A NEW RECRUIT
“Oh, good morning, Miss Coggswell! Do sit down. Yes, isn’t it? So spring-like and balmy. Oh, not at all; I’m never busy. I’m always glad to see callers. On business? Oh, I don’t know anything about business! About Suffrage! Why, you look so lady-like! Become a Suffragist? Me? Oh, I’m happily married! Oh, excuse me! I don’t mean but what you are far happier unmarried—of course you are, or you wouldn’t have stayed so. But—well, really, I don’t know the first principles of this suffrage business. Not necessary? Oh, I think I ought to know what I’m joining; and, besides, the suffrage people are such frumps. What! They’re going to dress better? Well, I’m glad of it. But, really, you know, I’m not a bit suffragy. Why, I’m afraid of a mouse, and I just love lingerie ribbons! And, anyway, I should vote just as Bob told me to, and I’m sure everyone else would, so it would just double the men’s votes, you see. The unmarried women? Yes, that’s so; I’d forgotten them. But I suppose they’d ask their brothers-in-law or their ministers or somebody, for you certainly can’t tell how to vote by reading the papers!
“Oh, it’s all in the future, and you only want me to help the cause? What! as an ornament? Oh, Miss Coggswell! Why, I don’t know? Who? Oh, Mrs. Hemingway-Curtis! And Mrs. Vanderheyden-Wellsbacher! Oh, why they wear lovely clothes! They’re the kind of people that might be called ‘classy.’ I never use that word, but somehow it seems to fit them. They want notoriety, the same as the people in the country papers who have their back fence painted.
“And you want me to write papers? Oh, yes, I could do that. I belong to the Pallas At Home Circle. You just tell the government how to make the laws, and you purify politics, and things like that. That part is easy enough. Of course I’ve kept up with the suffrage movement; one must be intelligent. I know all about how they want the shirtwaist makers not to make so many waists, and I don’t wonder! I don’t wear them any more, anyway; nobody does.

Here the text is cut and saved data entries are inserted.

use edn_rs::{
    ErrorKind, ParseOptions, Reader, Span, Value, ValueKind, parse, parse_with_options,
};
use pretty_assertions::assert_eq;

fn kind_of_error(input: &str) -> ErrorKind {
    parse(input.as_bytes()).unwrap_err().kind()
}

#[test]
fn map_lookup_by_keyword() {
    let doc = parse(br#"{:name "Alice" :age 30}"#).unwrap();
    let root = doc.root();
    assert_eq!(root.kind(), ValueKind::Map);
    assert_eq!(root.len(), 2);
    assert_eq!(root.get_keyword("name").and_then(|v| v.as_str()), Some("Alice"));
    assert_eq!(root.get_keyword("age").and_then(|v| v.as_int()), Some(30));
    assert!(root.get_keyword("email").is_none());
}

#[test]
fn sets_ignore_element_order() {
    let a = parse(b"#{1 2 3}").unwrap();
    let b = parse(b"#{3 2 1}").unwrap();
    assert_eq!(a.root(), b.root());
    assert_eq!(a.root().hash64(), b.root().hash64());
}

#[test]
fn nested_vectors() {
    let doc = parse(b"[[1 2] [3 4] [5 6]]").unwrap();
    let root = doc.root();
    assert_eq!(root.kind(), ValueKind::Vector);
    assert_eq!(root.len(), 3);
    let second = root.get(1).unwrap();
    assert_eq!(second.kind(), ValueKind::Vector);
    assert_eq!(second.len(), 2);
    assert_eq!(root.get(0).and_then(|v| v.get(1)).and_then(|v| v.as_int()), Some(2));
}

#[test]
fn ratios_are_reduced() {
    let ratio = parse(b"22/7").unwrap();
    let ratio = ratio.root().as_ratio().unwrap();
    assert_eq!((ratio.numer(), ratio.denom()), (22, 7));

    let reduced = parse(b"6/9").unwrap();
    let reduced = reduced.root().as_ratio().unwrap();
    assert_eq!((reduced.numer(), reduced.denom()), (2, 3));

    let whole = parse(b"10/5").unwrap();
    assert_eq!(whole.root().kind(), ValueKind::Int);
    assert_eq!(whole.root().as_int(), Some(2));
}

#[test]
fn text_block_strips_indent_of_closing_delimiter() {
    let options = ParseOptions::new().text_blocks(true);
    let doc = parse_with_options(b"\"\"\"\n  hello\n  world\n  \"\"\"", &options).unwrap();
    assert_eq!(doc.root().as_str(), Some("hello\nworld\n"));
}

#[test]
fn integer_boundaries() {
    let max = parse(b"9223372036854775807").unwrap();
    assert_eq!(max.root().as_int(), Some(i64::MAX));
    let min = parse(b"-9223372036854775808").unwrap();
    assert_eq!(min.root().as_int(), Some(i64::MIN));

    let over = parse(b"9223372036854775808").unwrap();
    assert_eq!(over.root().kind(), ValueKind::BigInt);
    assert_eq!(
        over.root().as_bigint().map(|big| big.to_bigint().to_string()),
        Some("9223372036854775808".to_owned())
    );

    assert_eq!(kind_of_error("08"), ErrorKind::InvalidNumber);
    assert_eq!(kind_of_error("09"), ErrorKind::InvalidNumber);
    assert_eq!(parse(b"0").unwrap().root().as_int(), Some(0));
}

#[test]
fn structural_errors() {
    assert_eq!(kind_of_error("{:a 1 :a 2}"), ErrorKind::DuplicateKey);
    assert_eq!(kind_of_error("#{1 2 1}"), ErrorKind::DuplicateElement);
    assert_eq!(kind_of_error("(1]"), ErrorKind::UnmatchedDelimiter);

    let deep = format!("{}{}", "[".repeat(257), "]".repeat(257));
    assert_eq!(kind_of_error(&deep), ErrorKind::InvalidSyntax);
    let ok = format!("{}{}", "(".repeat(256), ")".repeat(256));
    assert!(parse(ok.as_bytes()).is_ok());
}

#[test]
fn sequential_equality() {
    let list = parse(b"()").unwrap();
    let vector = parse(b"[]").unwrap();
    assert_eq!(list.root(), vector.root());
    assert_eq!(list.root().hash64(), vector.root().hash64());

    let one = parse(b"(1)").unwrap();
    let two = parse(b"[1 2]").unwrap();
    assert_ne!(one.root(), two.root());

    let nan = parse(b"##NaN").unwrap();
    let other = parse(b"##NaN").unwrap();
    assert_eq!(nan.root(), other.root());
}

#[test]
fn numeric_kinds_stay_distinct() {
    let docs: Vec<_> = ["1", "1N", "1.0", "1M"]
        .iter()
        .map(|input| parse(input.as_bytes()).unwrap())
        .collect();
    for (i, a) in docs.iter().enumerate() {
        for (j, b) in docs.iter().enumerate() {
            assert_eq!(a.root() == b.root(), i == j);
        }
    }
}

#[test]
fn strings_borrow_the_input_unless_escaped() {
    let input = br#"["plain" "tab\there"]"#;
    let doc = parse(input).unwrap();
    let plain = doc.root().get(0).unwrap().as_string().unwrap();
    assert!(plain.is_borrowed());
    assert_eq!(plain.as_str().as_ptr(), input[2..].as_ptr());

    let escaped = doc.root().get(1).unwrap().as_string().unwrap();
    assert!(escaped.has_escapes());
    assert_eq!(escaped.as_str(), "tab\there");
}

#[test]
fn spans_cover_the_value_after_leading_trivia() {
    let input = b"  ; comment\n #_ ignored {:a [1 2]}";
    let doc = parse(input).unwrap();
    let span = doc.root().span();
    assert_eq!(span, Span::new(24, 34));
    assert_eq!(&input[span.start..span.end], b"{:a [1 2]}");
}

#[test]
fn errors_report_position() {
    let input = b"{:a 1\n :b \"unterminated}";
    let err = parse(input).unwrap_err();
    assert_eq!(err.kind(), ErrorKind::UnexpectedEof);
    assert_eq!(err.line_col(input), (2, 5));
    let rendered = err.render(input);
    assert!(rendered.starts_with("2:5: "), "{rendered}");
}

#[test]
fn empty_input() {
    assert_eq!(kind_of_error("  ; nothing\n"), ErrorKind::UnexpectedEof);
    assert_eq!(kind_of_error("#_ 1"), ErrorKind::UnexpectedEof);

    let nil = |arena: &mut edn_rs::Arena<'_>| arena.alloc(Value::Nil, Span::default());
    let options = ParseOptions::new().eof_value(&nil);
    let doc = parse_with_options(b"   ", &options).unwrap();
    assert!(doc.root().is_nil());
}

#[test]
fn invalid_utf8_is_rejected() {
    let err = parse(b"[\"a\xff\"]").unwrap_err();
    assert_eq!(err.kind(), ErrorKind::InvalidUtf8);
    assert_eq!(err.span(), Span::new(3, 4));
}

#[test]
fn reader_yields_every_top_level_value() {
    let input = b"{:a 1} [2] #_ skipped :three";
    let kinds: Vec<ValueKind> = Reader::new(input, &ParseOptions::default())
        .unwrap()
        .map(|doc| doc.unwrap().root().kind())
        .collect();
    assert_eq!(kinds, [ValueKind::Map, ValueKind::Vector, ValueKind::Keyword]);

    let mut reader = Reader::new(b"1 (2", &ParseOptions::default()).unwrap();
    assert_eq!(reader.next().unwrap().unwrap().root().as_int(), Some(1));
    assert_eq!(reader.next().unwrap().unwrap_err().kind(), ErrorKind::UnexpectedEof);
    assert!(reader.next().is_none());
}

#[test]
fn feature_switches() {
    let plain = ParseOptions::new()
        .extended_integers(false)
        .ratios(false)
        .metadata(false);
    for input in ["0x1F", "2r101", "1/2", "^:k x"] {
        assert!(parse_with_options(input.as_bytes(), &plain).is_err(), "{input}");
    }
    assert_eq!(parse(b"0x1F").unwrap().root().as_int(), Some(31));
    assert_eq!(parse(b"2r101").unwrap().root().as_int(), Some(5));
    assert_eq!(parse(b"017").unwrap().root().as_int(), Some(15));

    let underscores = ParseOptions::new().underscores(true);
    let doc = parse_with_options(b"1_000_000", &underscores).unwrap();
    assert_eq!(doc.root().as_int(), Some(1_000_000));
    assert_eq!(kind_of_error("1_000"), ErrorKind::InvalidNumber);
}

“And vivisection? Oh, yes, I read a lot about that. They want poor, dumb animals to have a vote. Oh, I understand those things well enough, but I’m really too busy to do much about them. Oh, you only want me to lend my name. Yes, I do want honest politics; but I think they’re too honest as it is. They won’t let you smuggle in a little bit of lace or anything like that, as we used to do. I don’t mind paying the customs, but it’s so much more fun to smuggle! As if two or three little bits of lace would hurt the United States government!
“Equal rights? Have half of Bob’s money? Oh, I have more than that now! What! Some women don’t? Well, if they don’t know how to get it, they don’t deserve to have it.
“And, then, you see, I’m such a home-body, and I’m perfectly daffy over my children! You should see Bobbins since he had his curls cut off! Broke my heart; but such a duck of a mannie! And Gwen is the dearest baby! Just think! Yesterday she was eating her bread and jam, and she said—Oh, well, of course, if you haven’t time to listen—Yes, I see,—business.
“Well,—Oh, I never could speak in public! Oh, just sit on the stage and wear lovely gowns? Yes, I’d rather like that.
“Well, I suppose I might be persuaded to become a suffragist; but I think I’d rather have an aeroplane.
“Yes, I do believe in independence. I think every woman ought to have a mind of her own and decide upon her own actions. I hate a wobbly-minded woman! Well, about this suffrage business, I’ll ask my husband and do as he says.”